HONG KONG: HSBC Holdings Asia-Pacific chief executive Peter Wong Tung-shun said the bank is under no pressure to cut jobs in Hong Kong and will not freeze employees’ wages.
“We actually have been recruiting new staff and we have no plan to freeze their salaries. But of course, their salaries will be decided on their performances,” Wong said in Beijing yesterday on the sidelines of the National People’s Congress.
Asked about tax evasion at its Swiss arm, Wong said it happened long ago and the bank has made many improvements, making regulations much stricter.
Wong said he did not see capital flow out of Hong Kong, but if the US raises the interest rate, the SAR will be affected though there won’t be a large amount of outflow.
HSBC, Bank of America, Citigroup and Deutsche Bank, meanwhile, were found to have provided access to the American financial system to a European lender accused of laundering money for organized-crime groups, the Wall Street Journal reported.

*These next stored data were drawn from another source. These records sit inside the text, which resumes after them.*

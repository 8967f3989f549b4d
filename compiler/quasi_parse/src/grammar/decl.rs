//! Declarations.

use crate::{ParseError, Parser};
use quasi_ir::{Decl, FuncDecl, ImportSpec, Span, TokenKind, TypeSpec, ValueSpec};
use std::sync::Arc;

impl Parser<'_> {
    pub(crate) fn parse_decl(&mut self) -> Result<Decl, ParseError> {
        match self.kind() {
            TokenKind::Var => {
                self.cursor.advance();
                Ok(Decl::Var(self.parse_group(Self::parse_value_spec)?))
            }
            TokenKind::Const => {
                self.cursor.advance();
                Ok(Decl::Const(self.parse_group(Self::parse_value_spec)?))
            }
            TokenKind::Type => {
                self.cursor.advance();
                Ok(Decl::Type(self.parse_group(Self::parse_type_spec)?))
            }
            TokenKind::Import => {
                self.cursor.advance();
                Ok(Decl::Import(self.parse_group(Self::parse_import_spec)?))
            }
            TokenKind::Func => Ok(Decl::Func(Arc::new(self.parse_func_decl()?))),
            TokenKind::Macro => Ok(Decl::Macro(Arc::new(self.parse_func_decl()?))),
            _ => Err(self.cursor.error_expected("declaration")),
        }
    }

    /// A single spec, or `( spec; spec; ... )`.
    fn parse_group<T>(
        &mut self,
        mut spec: impl FnMut(&mut Self) -> Result<T, ParseError>,
    ) -> Result<Vec<T>, ParseError> {
        if !self.cursor.eat(&TokenKind::LParen) {
            return Ok(vec![spec(self)?]);
        }
        let mut specs = Vec::new();
        loop {
            while self.cursor.eat(&TokenKind::Semicolon) {}
            if self.cursor.eat(&TokenKind::RParen) {
                break;
            }
            specs.push(spec(self)?);
            if !self.check(&TokenKind::RParen) {
                self.cursor.expect(&TokenKind::Semicolon)?;
            }
        }
        Ok(specs)
    }

    fn parse_value_spec(&mut self) -> Result<ValueSpec, ParseError> {
        let start = self.span();
        let mut names = vec![self.cursor.expect_ident()?];
        while self.cursor.eat(&TokenKind::Comma) {
            names.push(self.cursor.expect_ident()?);
        }
        let ty = if matches!(
            self.kind(),
            TokenKind::Assign | TokenKind::Semicolon | TokenKind::RParen | TokenKind::Eof
        ) {
            None
        } else {
            Some(self.parse_type()?)
        };
        let values = if self.cursor.eat(&TokenKind::Assign) {
            self.parse_expr_list()?
        } else {
            Vec::new()
        };
        Ok(ValueSpec {
            names,
            ty,
            values,
            span: start.merge(self.cursor.previous_span()),
        })
    }

    fn parse_type_spec(&mut self) -> Result<TypeSpec, ParseError> {
        let start = self.span();
        let name = self.cursor.expect_ident()?;
        let alias = self.cursor.eat(&TokenKind::Assign);
        let ty = self.parse_type()?;
        Ok(TypeSpec {
            name,
            alias,
            ty,
            span: start.merge(self.cursor.previous_span()),
        })
    }

    fn parse_import_spec(&mut self) -> Result<ImportSpec, ParseError> {
        let start = self.span();
        let name = match self.kind() {
            TokenKind::Ident(_) => Some(self.cursor.expect_ident()?),
            TokenKind::Period => {
                let span = self.cursor.advance().span;
                Some(quasi_ir::Ident::new(quasi_ir::Name::intern("."), span))
            }
            _ => None,
        };
        let path = match self.kind() {
            TokenKind::Literal(quasi_ir::LitKind::String, raw) => {
                self.cursor.advance();
                Arc::from(strip_quotes(raw))
            }
            _ => return Err(self.cursor.error_expected("import path")),
        };
        Ok(ImportSpec {
            name,
            path,
            span: start.merge(self.cursor.previous_span()),
        })
    }

    /// `func [recv] name signature [body]` or `~macro name signature body`.
    fn parse_func_decl(&mut self) -> Result<FuncDecl, ParseError> {
        let start: Span = self.cursor.advance().span;
        let recv = if self.check(&TokenKind::LParen) {
            let mut params = self.parse_parameters()?;
            if params.len() != 1 {
                return Err(ParseError::invalid(
                    "method has multiple receivers",
                    self.cursor.previous_span(),
                ));
            }
            params.pop()
        } else {
            None
        };
        let name = self.cursor.expect_ident()?;
        let ty = self.parse_signature()?;
        let body = if self.check(&TokenKind::LBrace) {
            Some(self.parse_block()?)
        } else {
            None
        };
        Ok(FuncDecl {
            recv,
            name,
            ty,
            body,
            span: start.merge(self.cursor.previous_span()),
        })
    }
}

/// Import paths are plain or raw string literals; escapes are not expected.
fn strip_quotes(raw: &str) -> &str {
    raw.get(1..raw.len().saturating_sub(1)).unwrap_or("")
}
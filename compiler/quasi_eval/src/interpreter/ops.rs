//! Value-level operations shared by both evaluators.
//!
//! Everything here works on already-evaluated operands, so the tree-walker
//! and the compiled closures agree on indexing, slicing, field access,
//! channel operations and composite construction.

use crate::convert::assign_convert;
use crate::errors::{
    channel_closed, index_out_of_range, invalid_operation, slice_bounds, type_mismatch, EvalError,
};
use crate::types::{IntKind, Method, Type};
use crate::value::{
    ArrayValue, BoundMethod, ChanValue, FuncImpl, FunctionValue, MapValue, Place, PointerValue,
    SliceValue, StructValue, Value,
};
use quasi_ir::{ChanDir, Name};
use std::sync::Arc;

/// Checked conversion of an index operand against `len`.
fn checked_index(index: &Value, len: usize) -> Result<usize, EvalError> {
    let Some(i) = index.as_int() else {
        return Err(type_mismatch(format!(
            "invalid argument: index {index} (type {}) must be integer",
            index.type_of()
        )));
    };
    match usize::try_from(i) {
        Ok(u) if u < len => Ok(u),
        _ => Err(index_out_of_range(i, len)),
    }
}

/// The array behind a pointer-to-array operand.
fn deref_array(p: &PointerValue) -> Result<ArrayValue, EvalError> {
    match p.target.as_ref().map(Place::load) {
        Some(Value::Array(a)) => Ok(a),
        Some(_) => Err(invalid_operation(format!("cannot index pointer to {}", p.elem))),
        None => Err(nil_dereference()),
    }
}

#[cold]
pub(crate) fn nil_dereference() -> EvalError {
    invalid_operation("invalid memory address or nil pointer dereference")
}

/// `x[i]`
pub(crate) fn index(container: &Value, idx: Value) -> Result<Value, EvalError> {
    match container {
        Value::Slice(s) => {
            let i = checked_index(&idx, s.len())?;
            s.get(i).ok_or_else(|| index_out_of_range(i as i128, s.len()))
        }
        Value::Array(a) => {
            let i = checked_index(&idx, a.len())?;
            a.get(i).ok_or_else(|| index_out_of_range(i as i128, a.len()))
        }
        Value::Pointer(p) => index(&Value::Array(deref_array(p)?), idx),
        Value::Str(s) | Value::Untyped(crate::value::Constant::String(s)) => {
            let i = checked_index(&idx, s.len())?;
            Ok(Value::typed_int(IntKind::Uint8, i128::from(s.as_bytes()[i])))
        }
        Value::Map(m) => map_lookup(m, idx).map(|(v, _)| v),
        other => Err(invalid_operation(format!(
            "cannot index {other} (type {})",
            other.type_of()
        ))),
    }
}

/// `m[k]` in comma-ok form.
pub(crate) fn map_lookup(m: &MapValue, key: Value) -> Result<(Value, bool), EvalError> {
    let key = assign_convert(key, &m.key)?;
    Ok(match m.get(&key)? {
        Some(v) => (v, true),
        None => (Value::zero(&m.value), false),
    })
}

/// The storage location `x[i]` designates, for slices and arrays.
pub(crate) fn element_place(container: &Value, idx: &Value) -> Result<Place, EvalError> {
    match container {
        Value::Slice(s) => {
            let i = checked_index(idx, s.len())?;
            s.place(i).ok_or_else(|| index_out_of_range(i as i128, s.len()))
        }
        Value::Array(a) => {
            let i = checked_index(idx, a.len())?;
            Ok(Place::Cell(a.cells.clone(), i))
        }
        Value::Pointer(p) => element_place(&Value::Array(deref_array(p)?), idx),
        Value::Str(_) => Err(invalid_operation(format!(
            "cannot assign to {container}[{idx}] (neither addressable nor a map index expression)"
        ))),
        other => Err(invalid_operation(format!(
            "cannot index {other} (type {})",
            other.type_of()
        ))),
    }
}

/// Element type of an indexable container, for converting stores.
pub(crate) fn element_type(container: &Value) -> Type {
    match container {
        Value::Slice(s) => s.elem.clone(),
        Value::Array(a) => a.elem.clone(),
        Value::Map(m) => m.value.clone(),
        Value::Pointer(p) => p.elem.elem().unwrap_or(Type::Invalid),
        _ => Type::Invalid,
    }
}

fn bound(v: Option<Value>, default: usize) -> Result<usize, EvalError> {
    match v {
        None => Ok(default),
        Some(v) => match v.as_int() {
            Some(i) => usize::try_from(i).map_err(|_| index_out_of_range(i, default)),
            None => Err(type_mismatch(format!(
                "invalid slice index {v} (type {})",
                v.type_of()
            ))),
        },
    }
}

/// `x[low:high]` and `x[low:high:max]`.
pub(crate) fn slice(
    x: &Value,
    low: Option<Value>,
    high: Option<Value>,
    max: Option<Value>,
) -> Result<Value, EvalError> {
    match x {
        Value::Slice(s) => {
            let low = bound(low, 0)?;
            let high = bound(high, s.len())?;
            let max = bound(max, s.cap())?;
            s.reslice(low, high, max).map(Value::Slice)
        }
        Value::Array(a) => {
            let len = a.len();
            let low = bound(low, 0)?;
            let high = bound(high, len)?;
            let max = bound(max, len)?;
            if low > high || high > max || max > len {
                return Err(slice_bounds(low, high, len));
            }
            Ok(Value::Slice(SliceValue::over(
                a.elem.clone(),
                a.cells.clone(),
                low,
                high,
                max,
            )))
        }
        Value::Pointer(p) => slice(&Value::Array(deref_array(p)?), low, high, max),
        Value::Str(s) | Value::Untyped(crate::value::Constant::String(s)) => {
            if max.is_some() {
                return Err(invalid_operation(format!("3-index slice of string {x}")));
            }
            let low = bound(low, 0)?;
            let high = bound(high, s.len())?;
            if low > high || high > s.len() {
                return Err(slice_bounds(low, high, s.len()));
            }
            let bytes = &s.as_bytes()[low..high];
            Ok(Value::Str(String::from_utf8_lossy(bytes).into()))
        }
        other => Err(invalid_operation(format!(
            "cannot slice {other} (type {})",
            other.type_of()
        ))),
    }
}

/// The struct behind a struct or pointer-to-struct value.
fn struct_of(v: &Value) -> Result<Option<StructValue>, EvalError> {
    match v {
        Value::Struct(s) => Ok(Some(s.clone())),
        Value::Pointer(p) => match p.target.as_ref().map(Place::load) {
            Some(Value::Struct(s)) => Ok(Some(s)),
            Some(_) => Ok(None),
            None if p.elem.struct_type().is_some() => Err(nil_dereference()),
            None => Ok(None),
        },
        _ => Ok(None),
    }
}

/// Location of field `name` in `v`, searching embedded fields one level
/// deep when `v` has no direct field of that name.
pub(crate) fn field_place(v: &Value, name: Name) -> Result<Option<(Place, Type)>, EvalError> {
    let Some(s) = struct_of(v)? else {
        return Ok(None);
    };
    let Some(st) = s.ty.struct_type() else {
        return Ok(None);
    };
    if let Some(i) = st.field_index(name) {
        return Ok(Some((Place::Cell(s.fields.clone(), i), st.fields[i].ty.clone())));
    }
    for (i, f) in st.fields.iter().enumerate() {
        if f.embedded {
            let inner = s.field(i).unwrap_or(Value::None);
            if let Some(found) = field_place(&inner, name)? {
                return Ok(Some(found));
            }
        }
    }
    Ok(None)
}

The paper said HSBC’s US unit provided correspondent bank accounts to Banca Privada d’Andorra, or BPA, and immediately terminated its correspondent banking relationship after the Treasury Department’s Financial Crimes Enforcement Network’s announcement on Tuesday.
The agency named BPA as a “primary money-laundering concern” and alleged its managers for years knowingly facilitated transactions by money launderers.